> **ABOUT THIS TASK**
Reproduce exactly the lines that run from the start of the records below to the line with "#[derive(Debug, Clone)]", inclusive.

======== INPUT DATA ========

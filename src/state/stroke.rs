use crate::model::{Mode, Point};

// Per-stroke interpolation state, owned by one renderer.
#[derive(Default, Debug, Clone, PartialEq)]
pub struct StrokeState {
    /// `None` exactly when no stroke is active.
    pub last_point: Option<Point>,
    /// Radius emitted at the end of the previous segment; 0 at stroke start.
    pub last_radius: f64,
    /// Mode captured when the stroke started.
    pub mode: Mode,
}

impl StrokeState {
    pub fn begin(point: Point, mode: Mode) -> Self {
        Self {
            last_point: Some(point),
            last_radius: 0.0,
            mode,
        }
    }

    pub fn is_active(&self) -> bool {
        self.last_point.is_some()
    }

    pub fn reset(&mut self) {
        self.last_point = None;
        self.last_radius = 0.0;
    }
}
use std::io::Cursor;

use image::{DynamicImage, ImageOutputFormat, Rgba, RgbaImage};

use super::Surface;
use crate::error::Result;
use crate::export::ImageFormat;
use crate::model::{ClientRect, Color, Point, Size};

const JPEG_QUALITY: u8 = 92;

/// Software RGBA surface. Shapes are hard-edged: a pixel is painted when its centre
/// lies inside the shape. Line segments get round caps.
#[derive(Debug, Clone)]
pub struct RasterSurface {
    pixels: RgbaImage,
    size: Size,
    pixel_ratio: f64,
    origin: (f64, f64),
    paint: [u8; 4],
    line_width: f64,
    cursor: Option<Point>,
}

impl RasterSurface {
    pub fn new(size: Size) -> Self {
        Self::with_pixel_ratio(size, 1.0)
    }

    pub fn with_pixel_ratio(size: Size, pixel_ratio: f64) -> Self {
        let mut surface = Self {
            pixels: RgbaImage::new(0, 0),
            size,
            pixel_ratio: 1.0,
            origin: (0.0, 0.0),
            paint: [0, 0, 0, 255],
            line_width: 1.0,
            cursor: None,
        };
        surface.resize(size, pixel_ratio);
        surface
    }

    /// Places the surface at `(left, top)` in client coordinates.
    pub fn with_origin(mut self, left: f64, top: f64) -> Self {
        self.origin = (left, top);
        self
    }

    pub fn pixels(&self) -> &RgbaImage {
        &self.pixels
    }

    pub fn pixel_ratio(&self) -> f64 {
        self.pixel_ratio
    }

    /// Pixel at a logical coordinate, if inside the surface.
    pub fn pixel_at(&self, point: Point) -> Option<[u8; 4]> {
        let x = (point.x * self.pixel_ratio).floor();
        let y = (point.y * self.pixel_ratio).floor();
        if x < 0.0 || y < 0.0 {
            return None;
        }
        let (x, y) = (x as u32, y as u32);
        if x >= self.pixels.width() || y >= self.pixels.height() {
            return None;
        }
        Some(self.pixels.get_pixel(x, y).0)
    }

    /// Paints every pixel whose centre satisfies `inside` within the physical bounds given.
    fn paint_where(&mut self, min: Point, max: Point, inside: impl Fn(f64, f64) -> bool) {
        let (w, h) = (self.pixels.width() as f64, self.pixels.height() as f64);
        let x0 = min.x.floor().max(0.0) as u32;
        let y0 = min.y.floor().max(0.0) as u32;
        let x1 = max.x.ceil().min(w).max(0.0) as u32;
        let y1 = max.y.ceil().min(h).max(0.0) as u32;
        let paint = self.paint;
        for y in y0..y1 {
            for x in x0..x1 {
                if inside(x as f64 + 0.5, y as f64 + 0.5) {
                    blend(self.pixels.get_pixel_mut(x, y), paint);
                }
            }
        }
    }

    fn physical(&self, point: Point) -> Point {
        Point::new(point.x * self.pixel_ratio, point.y * self.pixel_ratio)
    }
}

/// Source-over compositing of `src` onto `dst`.
fn blend(dst: &mut Rgba<u8>, src: [u8; 4]) {
    let sa = src[3] as f64 / 255.0;
    if sa <= 0.0 {
        return;
    }
    let da = dst.0[3] as f64 / 255.0;
    let out_a = sa + da * (1.0 - sa);
    for i in 0..3 {
        let s = src[i] as f64 / 255.0;
        let d = dst.0[i] as f64 / 255.0;
        let c = (s * sa + d * da * (1.0 - sa)) / out_a;
        dst.0[i] = (c * 255.0).round() as u8;
    }
    dst.0[3] = (out_a * 255.0).round() as u8;
}

fn distance_to_segment(px: f64, py: f64, a: Point, b: Point) -> f64 {
    let (dx, dy) = (b.x - a.x, b.y - a.y);
    let len_sq = dx * dx + dy * dy;
    let t = if len_sq == 0.0 {
        0.0
    } else {
        (((px - a.x) * dx + (py - a.y) * dy) / len_sq).clamp(0.0, 1.0)
    };
    (px - (a.x + t * dx)).hypot(py - (a.y + t * dy))
}

impl Surface for RasterSurface {
    fn size(&self) -> Size {
        self.size
    }

    fn bounding_rect(&self) -> ClientRect {
        ClientRect {
            left: self.origin.0,
            top: self.origin.1,
            width: self.size.width,
            height: self.size.height,
        }
    }

    fn resize(&mut self, size: Size, pixel_ratio: f64) {
        let pixel_ratio = pixel_ratio.max(1.0);
        let width = (size.width.max(0.0) * pixel_ratio).round() as u32;
        let height = (size.height.max(0.0) * pixel_ratio).round() as u32;
        self.pixels = RgbaImage::new(width, height);
        self.size = size;
        self.pixel_ratio = pixel_ratio;
        self.paint = [0, 0, 0, 255];
        self.line_width = 1.0;
        self.cursor = None;
    }

    fn set_paint(&mut self, color: &Color) {
        self.paint = color.rgba();
    }

    fn set_line_width(&mut self, width: f64) {
        self.line_width = width;
    }

    fn fill_disk(&mut self, center: Point, radius: f64) {
        if radius <= 0.0 {
            return;
        }
        let c = self.physical(center);
        let r = radius * self.pixel_ratio;
        self.paint_where(
            Point::new(c.x - r, c.y - r),
            Point::new(c.x + r, c.y + r),
            |x, y| (x - c.x).hypot(y - c.y) <= r,
        );
    }

    fn begin_path(&mut self) {
        self.cursor = None;
    }

    fn move_to(&mut self, point: Point) {
        self.cursor = Some(point);
    }

    fn stroke_line_to(&mut self, point: Point) {
        let Some(from) = self.cursor.replace(point) else {
            return;
        };
        let a = self.physical(from);
        let b = self.physical(point);
        let half = self.line_width * self.pixel_ratio / 2.0;
        self.paint_where(
            Point::new(a.x.min(b.x) - half, a.y.min(b.y) - half),
            Point::new(a.x.max(b.x) + half, a.y.max(b.y) + half),
            |x, y| distance_to_segment(x, y, a, b) <= half,
        );
    }

    fn clear_region(&mut self) {
        for pixel in self.pixels.pixels_mut() {
            *pixel = Rgba([0, 0, 0, 0]);
        }
    }

    fn fill_background(&mut self, color: &Color) {
        let rgba = color.rgba();
        for pixel in self.pixels.pixels_mut() {
            blend(pixel, rgba);
        }
    }

    fn export_image(&self, format: ImageFormat) -> Result<Vec<u8>> {
        let mut out = Cursor::new(Vec::new());
        let image = DynamicImage::ImageRgba8(self.pixels.clone());
        match format {
            ImageFormat::Png => image.write_to(&mut out, ImageOutputFormat::Png)?,
            // JPEG has no alpha channel.
            ImageFormat::Jpeg => DynamicImage::ImageRgb8(image.to_rgb8())
                .write_to(&mut out, ImageOutputFormat::Jpeg(JPEG_QUALITY))?,
            ImageFormat::Bmp => image.write_to(&mut out, ImageOutputFormat::Bmp)?,
            ImageFormat::Gif => image.write_to(&mut out, ImageOutputFormat::Gif)?,
        }
        Ok(out.into_inner())
    }
}
//! The host-facing drawing widget.

use tracing::{debug, info, trace, warn};

use crate::error::Result;
use crate::export::{DownloadSink, ExportedImage, ImageFormat};
use crate::input::{Capabilities, InputNormalizer, RawInput};
use crate::model::{DrawConfig, Mode, Point, Size};
use crate::render::StrokeRenderer;
use crate::state::{FrameSlot, StrokeState};
use crate::surface::Surface;

pub type StrokeHook = Box<dyn FnMut(&RawInput, Point)>;

/// Optional callbacks, invoked synchronously at each stroke phase.
#[derive(Default)]
pub struct StrokeHooks {
    pub before_stroke: Option<StrokeHook>,
    pub during_stroke: Option<StrokeHook>,
    pub after_stroke: Option<StrokeHook>,
}

impl StrokeHooks {
    pub fn before_stroke(mut self, hook: impl FnMut(&RawInput, Point) + 'static) -> Self {
        self.before_stroke = Some(Box::new(hook));
        self
    }

    pub fn during_stroke(mut self, hook: impl FnMut(&RawInput, Point) + 'static) -> Self {
        self.during_stroke = Some(Box::new(hook));
        self
    }

    pub fn after_stroke(mut self, hook: impl FnMut(&RawInput, Point) + 'static) -> Self {
        self.after_stroke = Some(Box::new(hook));
        self
    }
}

fn call(hook: &mut Option<StrokeHook>, input: &RawInput, point: Point) {
    if let Some(hook) = hook.as_mut() {
        hook(input, point);
    }
}

/// One drawing widget bound to one surface. Input arrives as start/move/end
/// phases; moves are coalesced until the host calls [`HandWrite::on_frame`].
pub struct HandWrite<S: Surface> {
    surface: S,
    config: DrawConfig,
    renderer: StrokeRenderer,
    normalizer: InputNormalizer,
    frame: FrameSlot<RawInput>,
    hooks: StrokeHooks,
    destroyed: bool,
}

impl<S: Surface> HandWrite<S> {
    /// Validates `config`, applies its styles and paints the background.
    pub fn new(surface: S, config: DrawConfig, capabilities: Capabilities) -> Result<Self> {
        config.validate()?;
        let mut widget = Self {
            surface,
            config,
            renderer: StrokeRenderer::new(),
            normalizer: InputNormalizer::new(capabilities),
            frame: FrameSlot::default(),
            hooks: StrokeHooks::default(),
            destroyed: false,
        };
        widget.clear();
        Ok(widget)
    }

    pub fn with_hooks(mut self, hooks: StrokeHooks) -> Self {
        self.hooks = hooks;
        self
    }

    pub fn config(&self) -> &DrawConfig {
        &self.config
    }

    pub fn surface(&self) -> &S {
        &self.surface
    }

    pub fn capabilities(&self) -> Capabilities {
        self.normalizer.capabilities()
    }

    pub fn stroke_state(&self) -> &StrokeState {
        self.renderer.state()
    }

    pub fn is_drawing(&self) -> bool {
        self.renderer.is_active()
    }

    pub fn is_destroyed(&self) -> bool {
        self.destroyed
    }

    pub fn mode(&self) -> Mode {
        self.config.mode
    }

    /// Applies to strokes started after this call.
    pub fn set_mode(&mut self, mode: Mode) {
        debug!(?mode, "mode");
        self.config.mode = mode;
    }

    pub fn hand_writing_mode(&mut self) {
        self.set_mode(Mode::Handwriting);
    }

    pub fn linear_mode(&mut self) {
        self.set_mode(Mode::Linear);
    }

    pub fn pointer_start(&mut self, input: &RawInput) -> bool {
        if self.destroyed {
            return false;
        }
        if self.renderer.is_active() {
            warn!("stroke started while another was active; resetting");
            self.renderer.abort();
            self.frame.cancel();
        }
        let surface = &self.surface;
        let Some(point) = self
            .normalizer
            .normalize(input, false, || surface.bounding_rect())
        else {
            trace!("start without usable coordinates");
            return false;
        };
        debug!(x = point.x, y = point.y, mode = ?self.config.mode, "stroke start");
        call(&mut self.hooks.before_stroke, input, point);
        self.renderer.begin(point, &self.config, &mut self.surface);
        true
    }

    /// Queues a move sample. Returns `true` when the host must schedule a frame
    /// callback that ends in [`HandWrite::on_frame`].
    pub fn pointer_move(&mut self, input: RawInput) -> bool {
        if self.destroyed || !self.renderer.is_active() {
            return false;
        }
        self.frame.offer(input)
    }

    /// Draws the newest queued move sample. Returns whether anything was drawn.
    pub fn on_frame(&mut self) -> bool {
        let Some(input) = self.frame.take() else {
            return false;
        };
        if self.destroyed || !self.renderer.is_active() {
            return false;
        }
        let surface = &self.surface;
        let Some(point) = self
            .normalizer
            .normalize(&input, true, || surface.bounding_rect())
        else {
            return false;
        };
        let drawn = self.renderer.extend(point, &self.config, &mut self.surface);
        call(&mut self.hooks.during_stroke, &input, point);
        drawn
    }

    /// Whether a move sample is waiting for the next frame.
    pub fn has_pending_frame(&self) -> bool {
        self.frame.is_scheduled()
    }

    /// Ends the active stroke with one final draw at the end position.
    pub fn pointer_end(&mut self, input: &RawInput) -> bool {
        let pending = self.frame.cancel();
        if self.destroyed || !self.renderer.is_active() {
            return false;
        }
        let surface = &self.surface;
        let point = self
            .normalizer
            .normalize(input, true, || surface.bounding_rect())
            .or_else(|| {
                pending.and_then(|pending| {
                    self.normalizer
                        .normalize(&pending, true, || surface.bounding_rect())
                })
            })
            .or(self.renderer.state().last_point);
        let Some(point) = point else {
            self.renderer.abort();
            return false;
        };
        self.renderer.finish(point, &self.config, &mut self.surface);
        debug!(x = point.x, y = point.y, "stroke end");
        call(&mut self.hooks.after_stroke, input, point);
        true
    }

    /// Erases all content, repaints the background and resets styles and stroke state.
    pub fn clear(&mut self) {
        self.renderer.abort();
        self.frame.cancel();
        self.surface.clear_region();
        self.surface.fill_background(&self.config.background_color);
        self.surface.set_paint(&self.config.paint_color);
        self.surface.set_line_width(self.config.linear_width());
        info!("cleared");
    }

    /// Re-scales the surface for a new logical size or pixel ratio. Content is lost.
    pub fn resize(&mut self, size: Size, pixel_ratio: f64) {
        info!(width = size.width, height = size.height, pixel_ratio, "resize");
        self.surface.resize(size, pixel_ratio);
        self.clear();
    }

    pub fn export(&self, format: &str) -> Result<ExportedImage> {
        let format: ImageFormat = format.parse()?;
        let bytes = self.surface.export_image(format)?;
        info!(%format, len = bytes.len(), "export");
        Ok(ExportedImage { format, bytes })
    }

    pub fn export_image(&self, format: &str) -> Result<Vec<u8>> {
        Ok(self.export(format)?.bytes)
    }

    pub fn export_data_url(&self, format: &str) -> Result<String> {
        Ok(self.export(format)?.data_url())
    }

    pub fn trigger_download(&self, format: &str, sink: &mut impl DownloadSink) -> Result<()> {
        sink.deliver(self.export(format)?)
    }

    /// Stops accepting input. Idempotent.
    pub fn destroy(&mut self) {
        if self.destroyed {
            return;
        }
        self.renderer.abort();
        self.frame.cancel();
        self.destroyed = true;
        debug!("destroyed");
    }
}

#[cfg(test)]
mod tests {
    use std::cell::RefCell;
    use std::rc::Rc;

    use super::*;
    use crate::error::Error;
    use crate::render::tests::{Op, Recorder};

    fn widget(config: DrawConfig) -> HandWrite<Recorder> {
        HandWrite::new(Recorder::default(), config, Capabilities::default()).unwrap()
    }

    fn mouse(x: f64, y: f64) -> RawInput {
        RawInput::mouse(x, y)
    }

    #[test]
    fn construction_applies_styles() {
        let w = widget(DrawConfig::default());
        assert_eq!(
            w.surface().ops,
            vec![
                Op::Clear,
                Op::Background("transparent".to_string()),
                Op::Paint("#f00".to_string()),
                Op::LineWidth(13.5),
            ]
        );
    }

    #[test]
    fn invalid_config_fails_fast() {
        let config = DrawConfig {
            min_width: 9.0,
            max_width: 3.0,
            ..Default::default()
        };
        let result = HandWrite::new(Recorder::default(), config, Capabilities::default());
        assert!(matches!(result, Err(Error::InvalidConfig(_))));
    }

    #[test]
    fn moves_are_coalesced_per_frame() {
        let mut w = widget(DrawConfig::default());
        w.pointer_start(&mouse(0.0, 0.0));
        assert!(w.pointer_move(mouse(5.0, 0.0)));
        assert!(!w.pointer_move(mouse(10.0, 0.0)));
        assert!(!w.pointer_move(mouse(20.0, 0.0)));
        assert!(w.on_frame());
        assert_eq!(w.stroke_state().last_point, Some(Point::new(20.5, 0.5)));
        assert!(!w.on_frame());
    }

    #[test]
    fn queued_sample_survives_a_lost_frame() {
        let mut w = widget(DrawConfig::default());
        w.pointer_start(&mouse(0.0, 0.0));
        // The host never gets its frame callback for this request.
        assert!(w.pointer_move(mouse(10.0, 0.0)));
        assert!(!w.pointer_move(mouse(30.0, 0.0)));
        assert!(w.has_pending_frame());
        // Draining synchronously draws the newest sample and re-arms the slot.
        assert!(w.on_frame());
        assert_eq!(w.stroke_state().last_point, Some(Point::new(30.5, 0.5)));
        assert!(!w.has_pending_frame());
        assert!(w.pointer_move(mouse(50.0, 0.0)));
    }

    #[test]
    fn move_without_start_is_absorbed() {
        let mut w = widget(DrawConfig::default());
        let before = w.surface().ops.len();
        assert!(!w.pointer_move(mouse(5.0, 5.0)));
        assert!(!w.on_frame());
        assert!(!w.pointer_end(&mouse(5.0, 5.0)));
        assert_eq!(w.surface().ops.len(), before);
    }

    #[test]
    fn end_cancels_pending_frame_and_draws_end_position() {
        let mut w = widget(DrawConfig::default());
        w.pointer_start(&mouse(0.0, 0.0));
        w.pointer_move(mouse(10.0, 0.0));
        assert!(w.pointer_end(&mouse(30.0, 0.0)));
        assert!(!w.has_pending_frame());
        assert!(!w.is_drawing());
        assert!(!w.on_frame());
        let last = *w.surface().disks().last().unwrap();
        assert!(last.0.x < 30.5 && last.0.x > 28.0);
    }

    #[test]
    fn touch_end_without_coordinates_uses_pending_sample() {
        let mut w = HandWrite::new(
            Recorder::default(),
            DrawConfig::default(),
            Capabilities {
                supports_touch_events: true,
            },
        )
        .unwrap();
        w.pointer_start(&RawInput::touch(0.0, 0.0));
        w.pointer_move(RawInput::touch(40.0, 0.0));
        let bare_end = RawInput::Touch {
            touches: vec![],
            changed: vec![],
        };
        assert!(w.pointer_end(&bare_end));
        let last = *w.surface().disks().last().unwrap();
        assert!(last.0.x > 35.0);
    }

    #[test]
    fn set_mode_applies_to_next_stroke() {
        let mut w = widget(DrawConfig::default());
        w.pointer_start(&mouse(0.0, 0.0));
        w.linear_mode();
        w.pointer_move(mouse(20.0, 0.0));
        w.on_frame();
        assert!(!w.surface().ops.iter().any(|op| matches!(op, Op::LineTo(_))));
        w.pointer_end(&mouse(20.0, 0.0));

        w.pointer_start(&mouse(0.0, 10.0));
        w.pointer_move(mouse(20.0, 10.0));
        w.on_frame();
        assert!(matches!(w.surface().ops.last(), Some(Op::LineTo(_))));
        assert_eq!(w.mode(), Mode::Linear);
    }

    #[test]
    fn hooks_fire_in_order() {
        let log = Rc::new(RefCell::new(Vec::new()));
        let hooks = {
            let (a, b, c) = (log.clone(), log.clone(), log.clone());
            StrokeHooks::default()
                .before_stroke(move |_, p| a.borrow_mut().push(("before", p)))
                .during_stroke(move |_, p| b.borrow_mut().push(("during", p)))
                .after_stroke(move |_, p| c.borrow_mut().push(("after", p)))
        };
        let mut w = widget(DrawConfig::default()).with_hooks(hooks);
        w.pointer_start(&mouse(1.0, 1.0));
        w.pointer_move(mouse(9.0, 1.0));
        w.on_frame();
        w.pointer_end(&mouse(19.0, 1.0));
        let phases: Vec<_> = log.borrow().iter().map(|(phase, _)| *phase).collect();
        assert_eq!(phases, ["before", "during", "after"]);
        assert_eq!(log.borrow()[2].1, Point::new(19.5, 1.5));
    }

    #[test]
    fn destroy_blocks_further_input() {
        let mut w = widget(DrawConfig::default());
        w.destroy();
        w.destroy();
        let before = w.surface().ops.len();
        assert!(!w.pointer_start(&mouse(1.0, 1.0)));
        assert!(!w.pointer_move(mouse(9.0, 1.0)));
        assert!(!w.on_frame());
        assert!(!w.pointer_end(&mouse(9.0, 1.0)));
        assert_eq!(w.surface().ops.len(), before);
        assert!(w.is_destroyed());
    }

    #[test]
    fn clear_is_idempotent_and_resets_stroke() {
        let mut w = widget(DrawConfig::default());
        w.pointer_start(&mouse(1.0, 1.0));
        w.clear();
        assert!(!w.is_drawing());
        let ops = w.surface().ops.len();
        w.clear();
        w.clear();
        let tail = &w.surface().ops[ops..];
        assert_eq!(tail[..4], tail[4..]);
    }

    #[test]
    fn export_rejects_unknown_format() {
        let w = widget(DrawConfig::default());
        assert!(matches!(
            w.export_image("tiff"),
            Err(Error::UnsupportedFormat(_))
        ));
    }

    #[test]
    fn download_goes_to_sink() {
        let w = widget(DrawConfig::default());
        let mut sink: Vec<ExportedImage> = Vec::new();
        w.trigger_download("JPG", &mut sink).unwrap();
        assert_eq!(sink.len(), 1);
        assert_eq!(sink[0].format, ImageFormat::Jpeg);
        assert_eq!(sink[0].file_name(), "handwrite.jpeg");
    }
}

========

> **RESULT BELOW**
filename src/state/stroke.rs
use crate::model::{Mode, Point};

// Per-stroke interpolation state, owned by one renderer.
#[derive(Default, Debug, Clone, PartialEq)]
pub struct StrokeState {
    /// `None` exactly when no stroke is active.
    pub last_point: Option<Point>,
    /// Radius emitted at the end of the previous segment; 0 at stroke start.
    pub last_radius: f64,
    /// Mode captured when the stroke started.
    pub mode: Mode,
}

impl StrokeState {
    pub fn begin(point: Point, mode: Mode) -> Self {
        Self {
            last_point: Some(point),
            last_radius: 0.0,
            mode,
        }
    }

    pub fn is_active(&self) -> bool {
        self.last_point.is_some()
    }

    pub fn reset(&mut self) {
        self.last_point = None;
        self.last_radius = 0.0;
    }
}
use std::io::Cursor;

use image::{DynamicImage, ImageOutputFormat, Rgba, RgbaImage};

use super::Surface;
use crate::error::Result;
use crate::export::ImageFormat;
use crate::model::{ClientRect, Color, Point, Size};

const JPEG_QUALITY: u8 = 92;

/// Software RGBA surface. Shapes are hard-edged: a pixel is painted when its centre
/// lies inside the shape. Line segments get round caps.
#[derive(Debug, Clone)]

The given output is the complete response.